Biologische bestrijding met natuurlijke vijanden
Aaltjes tegen:
- Engerlingen in gazon
- Emelten
- Larven van de gegroefde lapsnuitkever (taxuskever)
- Rupsen van de buxusmot
Hoe werken ze?
Aaltjes zijn actieve jagers en ze herkennen plaaginsecten zoals engerlingen, emelten of larven taxuskever aan hun geur. Na toepassing gaan de aaltjes direct op zoek naar het plaaginsect en dringen binnen via een lichaamsopening. Eenmaal binnengedrongen infecteren ze deze met een bacterie.

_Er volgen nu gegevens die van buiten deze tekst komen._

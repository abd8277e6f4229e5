//! Test harness for the recommendation engine.
//!
//! Loads a fixture snapshot and prints ranked recommendations for one
//! user, so the end-to-end pipeline can be eyeballed without the CLI.

use std::path::Path;
use std::sync::Arc;

use anyhow::Result;
use tracing::info;

use server::RecommendationEngine;
use sources::MemorySource;

#[tokio::main]
async fn main() -> Result<()> {
    // Initialize logging
    tracing_subscriber::fmt()
        .with_env_filter("info,server=debug,classifier=debug,catalog=debug,sources=debug")
        .init();

    info!("Starting TableRecs engine harness");

    let fixture_path = std::env::args()
        .nth(1)
        .unwrap_or_else(|| "data/demo-catalog.json".to_string());
    let store = Arc::new(MemorySource::from_json_file(Path::new(&fixture_path))?);

    let user_id = std::env::args().nth(2).or_else(|| {
        // No user given: pick the first one with foodlists in the fixture.
        store.known_users().into_iter().next()
    });
    let Some(user_id) = user_id else {
        info!("Fixture has no foodlist owners and no user was given; nothing to do");
        return Ok(());
    };

    let engine = RecommendationEngine::from_store(store);

    info!("Getting recommendations for user {}", user_id);
    let recommendations = engine.get_recommendations_for_user(&user_id).await?;

    info!("Received {} recommendations:", recommendations.len());
    for (i, rec) in recommendations.iter().enumerate() {
        info!(
            "{}. {} [{}] - liked probability {:.3}",
            i + 1,
            rec.name,
            rec.cuisines.join(", "),
            rec.probability
        );
    }

    Ok(())
}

De bacterie doodt het plaaginsect en deze sterft binnen 2 tot 3 dagen. Het dode bodeminsect wordt door de aaltjes gebruikt als broedkamer en als voedselbron. Aaltjes vermenigvuldigen zich snel om na 2 tot 6 weken weer nieuwe plaaginsecten op te zoeken en te infecteren. Dit proces blijft zo doorgaan, net zolang als er voldoende plaaginsecten (voedselbronnen) zijn voor de aaltjes. Aaltjes bewegen zich voort via het vocht in bodem. De bodem moet dus vochtig zijn om op zoek te kunnen gaan naar een nieuwe plaag. Aaltjes kunnen niet lang buiten een gastheer overleven, dus zodra er geen prooien meer zijn, sterven ze.